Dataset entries
---*---

//! Reassembly of RTSP messages from a TCP byte stream.
//!
//! A single `read` may end in the middle of a status line, a header, or a
//! body, and may also carry several messages at once. [`ResponseFramer`]
//! buffers bytes and yields one complete message at a time:
//!
//! ```text
//!  AwaitingStatusLine --line--> AwaitingHeaders --blank line--> AwaitingBody
//!          ^                                                        |
//!          +-------------- Content-Length bytes consumed -----------+
//! ```
//!
//! Lines may end in `\r\n` or a bare `\n`. Blank lines between messages
//! are skipped, and interleaved binary frames (`$` + channel + 16-bit
//! length, RFC 2326 §10.12) are consumed and reported without payload.

use crate::error::{ParseErrorKind, Result};
use crate::protocol::response::{
    RtspResponse, StatusLine, find_header, is_status_version, parse_header_line,
};

/// One complete item extracted from the stream.
#[derive(Debug, Clone, PartialEq, Eq)]
pub enum Message {
    Response(RtspResponse),
    /// A request initiated by the server (e.g. `GET_PARAMETER` keepalive probes).
    Request(IncomingRequest),
    /// An interleaved data frame; the payload has been dropped.
    Interleaved { channel: u8, len: usize },
}

/// Start line and CSeq of a server-initiated request.
#[derive(Debug, Clone, PartialEq, Eq)]
pub struct IncomingRequest {
    pub method: String,
    pub uri: String,
    pub cseq: Option<u32>,
}
use std::process::ExitCode;
use std::sync::mpsc;
use std::time::Duration;

use clap::Parser;
use rtsp::{ClientConfig, Method, Reply, RtspClient};
use tracing_subscriber::EnvFilter;

#[derive(Parser)]
#[command(
    name = "rtsp-client",
    about = "Probe an RTSP server: OPTIONS, DESCRIBE and optionally GET_PARAMETER"
)]
struct Args {
    /// Stream URL (rtsp://[user:pass@]host[:port]/path)
    url: String,

    /// Application name sent in User-Agent
    #[arg(long)]
    app_name: Option<String>,

    /// Seconds to wait for each response
    #[arg(long, short, default_value_t = 10)]
    timeout: u64,

    /// Longest URL accepted
    #[arg(long, default_value_t = 2048)]
    max_url_len: usize,

    /// Also fetch this parameter with GET_PARAMETER
    #[arg(long)]
    get_parameter: Option<String>,
}

fn main() -> ExitCode {
    tracing_subscriber::fmt()
        .with_env_filter(EnvFilter::try_from_default_env().unwrap_or_else(|_| EnvFilter::new("info")))
        .with_writer(std::io::stderr)
        .init();

    let args = Args::parse();
    let timeout = Duration::from_secs(args.timeout);
    let config = ClientConfig {
        app_name: args.app_name,
        max_url_len: args.max_url_len,
        connect_timeout: timeout,
        response_timeout: Some(timeout),
        ..Default::default()
    };
    let client = RtspClient::new(&args.url, config);

    // Commands queue behind the connect and go out in this order.
    let (tx, rx) = mpsc::channel::<(Method, Reply)>();
    let mut methods = vec![Method::Options, Method::Describe];
    if args.get_parameter.is_some() {
        methods.push(Method::GetParameter);
    }
    let mut expected = 0;
    for &method in &methods {
        let tx = tx.clone();
        let handler = move |_: &RtspClient, reply: Reply| {
            let _ = tx.send((method, reply));
        };
        let cseq = match method {
            Method::GetParameter => {
                client.send_get_parameter(None, args.get_parameter.as_deref().unwrap_or(""), handler)
            }
            Method::Describe => client.send_describe(handler),
            _ => client.send_options(handler),
        };
        expected += 1;
        if cseq == 0 {
            // Failed before connecting; the reply is already queued.
            break;
        }
    }
    drop(tx);

    let mut all_ok = true;
    for _ in 0..expected {
        // The client's own deadline fires first; this only guards a stuck connect.
        let Ok((method, reply)) = rx.recv_timeout(timeout * 2) else {
            eprintln!("gave up waiting for a reply");
            all_ok = false;
            break;
        };
        all_ok &= reply.is_success();
        print_reply(method, &reply);
    }

    client.close();
    if all_ok { ExitCode::SUCCESS } else { ExitCode::FAILURE }
}

fn print_reply(method: Method, reply: &Reply) {
    if reply.code == 0 {
        println!("{method}: failed: {}", reply.text);
        return;
    }
    println!("{method}: {} {}", reply.code, reply.text);
    let Some(response) = &reply.response else {
        return;
    };
    match method {
        Method::Options => {
            if let Some(public) = response.get_header("Public") {
                println!("  Public: {public}");
            }
        }
        _ if !response.body.is_empty() => {
            for line in response.body_text().lines() {
                println!("  {line}");
            }
        }
        _ => {}
    }
}
//! Network transport for the RTSP control channel.
//!
//! One TCP connection per client carries every request and response.
//! [`tcp`] owns that connection's lifecycle:
//!
//! - **Connect**: performed on a short-lived thread so that commands
//!   issued meanwhile can queue behind it in order.
//! - **Read**: a reader thread per connection frames responses out of the
//!   byte stream and hands them to the client for correlation.
//! - **Write**: a writer thread per connection drains queued requests in
//!   order, so callers never wait on the socket.
//! - **Close**: dropping the connection handle shuts the socket down
//!   exactly once; both threads then see the closed socket and exit.

pub mod tcp;

pub use tcp::{Connector, TcpConnector};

---*---

### Work to complete
From the records above, print only the lines between the one holding "let args = Args::parse();" and the one holding "let Ok((method, reply))", inclusive, exactly as they stand.

### Your response
    let args = Args::parse();
    let timeout = Duration::from_secs(args.timeout);
    let config = ClientConfig {
        app_name: args.app_name,
        max_url_len: args.max_url_len,
        connect_timeout: timeout,
        response_timeout: Some(timeout),
        ..Default::default()
    };
    let client = RtspClient::new(&args.url, config);

    // Commands queue behind the connect and go out in this order.
    let (tx, rx) = mpsc::channel::<(Method, Reply)>();
    let mut methods = vec![Method::Options, Method::Describe];
    if args.get_parameter.is_some() {
        methods.push(Method::GetParameter);
    }
    let mut expected = 0;
    for &method in &methods {
        let tx = tx.clone();
        let handler = move |_: &RtspClient, reply: Reply| {
            let _ = tx.send((method, reply));
        };
        let cseq = match method {
            Method::GetParameter => {
                client.send_get_parameter(None, args.get_parameter.as_deref().unwrap_or(""), handler)
            }
            Method::Describe => client.send_describe(handler),
            _ => client.send_options(handler),
        };
        expected += 1;
        if cseq == 0 {
            // Failed before connecting; the reply is already queued.
            break;
        }
    }
    drop(tx);

    let mut all_ok = true;
    for _ in 0..expected {
        // The client's own deadline fires first; this only guards a stuck connect.
        let Ok((method, reply)) = rx.recv_timeout(timeout * 2) else {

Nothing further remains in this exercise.